Exercise directions:
The lines you return should be those containing the string "Value", taken from the data below.

Exercise data:
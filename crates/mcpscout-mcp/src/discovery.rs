//! Concurrent verification of every configured server.

use crate::error::{McpError, McpResult};
use crate::loader::ServerSource;
use crate::server::{ResolvedServers, ServerDescriptor, TransportKind};
use crate::settings::ProbeSettings;
use crate::status::{AggregateReport, ServerStatus, ToolListResult};
use crate::transport::{ProbeRegistry, TransportProbe};
use futures::stream::{self, StreamExt};
use std::future::Future;
use std::path::Path;
use std::sync::Arc;
use tokio::task::JoinError;
use tracing::{debug, info, warn};

/// Fans verification out over the configured servers.
///
/// Holds no state between calls; every call re-verifies.
pub struct Discovery {
    source: Arc<dyn ServerSource>,
    registry: ProbeRegistry,
    settings: ProbeSettings,
}

impl Discovery {
    /// Create an orchestrator with the default stdio, HTTP and SSE probes.
    pub fn new(source: Arc<dyn ServerSource>, settings: ProbeSettings) -> McpResult<Self> {
        let registry = ProbeRegistry::with_defaults(settings)?;
        Ok(Self::with_registry(source, registry, settings))
    }

    /// Create an orchestrator with an explicit probe table.
    pub fn with_registry(
        source: Arc<dyn ServerSource>,
        registry: ProbeRegistry,
        settings: ProbeSettings,
    ) -> Self {
        Self {
            source,
            registry,
            settings,
        }
    }

    pub fn settings(&self) -> &ProbeSettings {
        &self.settings
    }

    /// Load the server set for `cwd`.
    pub async fn load(&self, cwd: &Path) -> McpResult<ResolvedServers> {
        self.source.resolve(cwd).await
    }

    /// Load and verify every server configured for `cwd`.
    ///
    /// A failing load yields an empty report.
    pub async fn servers_status(&self, cwd: &Path) -> AggregateReport {
        match self.load(cwd).await {
            Ok(resolved) => self.verify_servers(&resolved).await,
            Err(e) => {
                warn!(cwd = %cwd.display(), error = %e, "Failed to load MCP server config");
                AggregateReport::default()
            }
        }
    }

    /// Verify an already loaded server set.
    ///
    /// Enabled servers are verified concurrently, up to the configured
    /// ceiling, and reported in descriptor order. Disabled and invalid
    /// entries get placeholders without any I/O.
    pub async fn verify_servers(&self, resolved: &ResolvedServers) -> AggregateReport {
        let limit = self.settings.max_concurrency.max(1);
        info!(
            enabled = resolved.enabled.len(),
            disabled = resolved.disabled.len(),
            invalid = resolved.invalid.len(),
            limit,
            "Verifying MCP servers"
        );

        let mut statuses: Vec<ServerStatus> = stream::iter(resolved.enabled.iter().cloned())
            .map(|descriptor| self.verify_one(descriptor))
            .buffered(limit)
            .collect()
            .await;

        statuses.extend(
            resolved
                .disabled
                .iter()
                .map(|d| ServerStatus::disabled(&d.name, d.kind())),
        );
        statuses.extend(
            resolved
                .invalid
                .iter()
                .map(|i| ServerStatus::invalid(&i.name, i.kind, &i.reason)),
        );

        let report = AggregateReport::new(statuses);
        debug!(
            total = report.len(),
            connected = report.connected_count(),
            "Verification finished"
        );
        report
    }

    /// List the tools of one server, without verifying it first.
    pub async fn server_tools(&self, name: &str, descriptor: &ServerDescriptor) -> ToolListResult {
        let kind = descriptor.kind();
        let Some(probe) = self.registry.get(kind) else {
            return ToolListResult::failed(name, &missing_probe(kind));
        };

        let descriptor = descriptor.clone();
        let task = tokio::spawn(async move { probe.list_tools(&descriptor).await });
        let mut result = match task.await {
            Ok(result) => result,
            Err(e) => ToolListResult::failed(name, &task_failure(name, e)),
        };
        result.name = name.to_string();
        result
    }

    /// Verify one server in its own task.
    ///
    /// The returned future owns everything it needs, so a panic inside the
    /// probe stays inside that server's status.
    fn verify_one(&self, descriptor: ServerDescriptor) -> impl Future<Output = ServerStatus> {
        let probe = self.registry.get(descriptor.kind());
        async move {
            let name = descriptor.name.clone();
            let kind = descriptor.kind();
            let Some(probe) = probe else {
                return ServerStatus::failed(&name, kind, &missing_probe(kind));
            };
            let task = tokio::spawn(run_verify(probe, descriptor));
            match task.await {
                Ok(status) => status,
                Err(e) => ServerStatus::failed(&name, kind, &task_failure(&name, e)),
            }
        }
    }
}

async fn run_verify(probe: Arc<dyn TransportProbe>, descriptor: ServerDescriptor) -> ServerStatus {
    probe.verify(&descriptor).await
}

fn missing_probe(kind: TransportKind) -> McpError {
    McpError::config_invalid(format!("unsupported transport: {kind}"))
}

fn task_failure(name: &str, err: JoinError) -> McpError {
    if err.is_panic() {
        warn!(server = %name, "Probe panicked");
        McpError::transport("probe panicked")
    } else {
        McpError::transport("probe cancelled")
    }
}
//! Normalized verification and tool-listing results.

use crate::error::McpError;
use crate::protocol::{InitializeResult, McpTool, ServerInfo};
use crate::server::TransportKind;
use serde::{Deserialize, Serialize};
use serde_json::Value;

/// Error text used for servers switched off in config.
pub const DISABLED_REASON: &str = "disabled";

/// Outcome of verifying one server.
#[derive(Debug, Clone, Copy, PartialEq, Eq, Serialize, Deserialize)]
#[serde(rename_all = "lowercase")]
pub enum ConnectionStatus {
    Connected,
    Failed,
}

impl ConnectionStatus {
    pub fn as_str(&self) -> &'static str {
        match self {
            ConnectionStatus::Connected => "connected",
            ConnectionStatus::Failed => "failed",
        }
    }
}

/// Normalized status of one server.
#[derive(Debug, Clone, PartialEq, Serialize, Deserialize)]
#[serde(rename_all = "camelCase")]
pub struct ServerStatus {
    pub name: String,
    pub status: ConnectionStatus,
    #[serde(default, skip_serializing_if = "Option::is_none")]
    pub server_info: Option<ServerInfo>,
    #[serde(default, skip_serializing_if = "Option::is_none")]
    pub error: Option<String>,
    /// Capabilities object from the `initialize` reply, verbatim.
    #[serde(default, skip_serializing_if = "Option::is_none")]
    pub capabilities: Option<Value>,
    #[serde(default, skip_serializing_if = "Option::is_none")]
    pub transport: Option<TransportKind>,
}

impl ServerStatus {
    pub fn connected(name: impl Into<String>, kind: TransportKind, init: InitializeResult) -> Self {
        Self {
            name: name.into(),
            status: ConnectionStatus::Connected,
            server_info: init.server_info,
            error: None,
            capabilities: init.capabilities,
            transport: Some(kind),
        }
    }

    pub fn failed(name: impl Into<String>, kind: TransportKind, error: &McpError) -> Self {
        Self::failed_with(name, Some(kind), error.to_string())
    }

    /// Placeholder for a server that is switched off; never probed.
    pub fn disabled(name: impl Into<String>, kind: TransportKind) -> Self {
        Self::failed_with(name, Some(kind), DISABLED_REASON.to_string())
    }

    /// Placeholder for an entry that failed validation; never probed.
    pub fn invalid(
        name: impl Into<String>,
        kind: Option<TransportKind>,
        reason: impl Into<String>,
    ) -> Self {
        let error = McpError::config_invalid(reason).to_string();
        Self::failed_with(name, kind, error)
    }

    fn failed_with(name: impl Into<String>, kind: Option<TransportKind>, error: String) -> Self {
        Self {
            name: name.into(),
            status: ConnectionStatus::Failed,
            server_info: None,
            error: Some(error),
            capabilities: None,
            transport: kind,
        }
    }

    pub fn is_connected(&self) -> bool {
        self.status == ConnectionStatus::Connected
    }
}

/// One tool as reported to users.
#[derive(Debug, Clone, PartialEq, Serialize, Deserialize)]
#[serde(rename_all = "camelCase")]
pub struct ToolInfo {
    pub name: String,
    #[serde(default, skip_serializing_if = "Option::is_none")]
    pub description: Option<String>,
    /// Input schema; an empty object when the server sent none.
    #[serde(default = "empty_schema")]
    pub input_schema: Value,
}

fn empty_schema() -> Value {
    Value::Object(Default::default())
}

impl From<McpTool> for ToolInfo {
    fn from(tool: McpTool) -> Self {
        Self {
            name: tool.name,
            description: tool.description,
            input_schema: tool.input_schema.unwrap_or_else(empty_schema),
        }
    }
}

/// Tools of one server, or the reason they could not be listed.
#[derive(Debug, Clone, PartialEq, Serialize, Deserialize)]
#[serde(rename_all = "camelCase")]
pub struct ToolListResult {
    pub name: String,
    #[serde(default)]
    pub tools: Vec<ToolInfo>,
    #[serde(default, skip_serializing_if = "Option::is_none")]
    pub error: Option<String>,
}

impl ToolListResult {
    pub fn ok(name: impl Into<String>, tools: Vec<ToolInfo>) -> Self {
        Self {
            name: name.into(),
            tools,
            error: None,
        }
    }

    pub fn failed(name: impl Into<String>, error: &McpError) -> Self {
        Self {
            name: name.into(),
            tools: Vec::new(),
            error: Some(error.to_string()),
        }
    }

    pub fn is_ok(&self) -> bool {
        self.error.is_none()
    }
}

/// Ordered statuses for every configured server.
///
/// Enabled servers come first in descriptor order, then disabled, then
/// invalid.
#[derive(Debug, Clone, Default, PartialEq, Serialize, Deserialize)]
#[serde(transparent)]
pub struct AggregateReport(Vec<ServerStatus>);

impl AggregateReport {
    pub fn new(statuses: Vec<ServerStatus>) -> Self {
        Self(statuses)
    }

    pub fn statuses(&self) -> &[ServerStatus] {
        &self.0
    }

    pub fn into_inner(self) -> Vec<ServerStatus> {
        self.0
    }

    pub fn len(&self) -> usize {
        self.0.len()
    }

    pub fn is_empty(&self) -> bool {
        self.0.is_empty()
    }

    pub fn iter(&self) -> std::slice::Iter<'_, ServerStatus> {
        self.0.iter()
    }

    pub fn get(&self, name: &str) -> Option<&ServerStatus> {
        self.0.iter().find(|s| s.name == name)
    }

    pub fn connected_count(&self) -> usize {
        self.0.iter().filter(|s| s.is_connected()).count()
    }
}

impl<'a> IntoIterator for &'a AggregateReport {
    type Item = &'a ServerStatus;
    type IntoIter = std::slice::Iter<'a, ServerStatus>;

    fn into_iter(self) -> Self::IntoIter {
        self.0.iter()
    }
}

Result of this task:
use serde_json::Value;
    pub capabilities: Option<Value>,
    pub input_schema: Value,
fn empty_schema() -> Value {
    Value::Object(Default::default())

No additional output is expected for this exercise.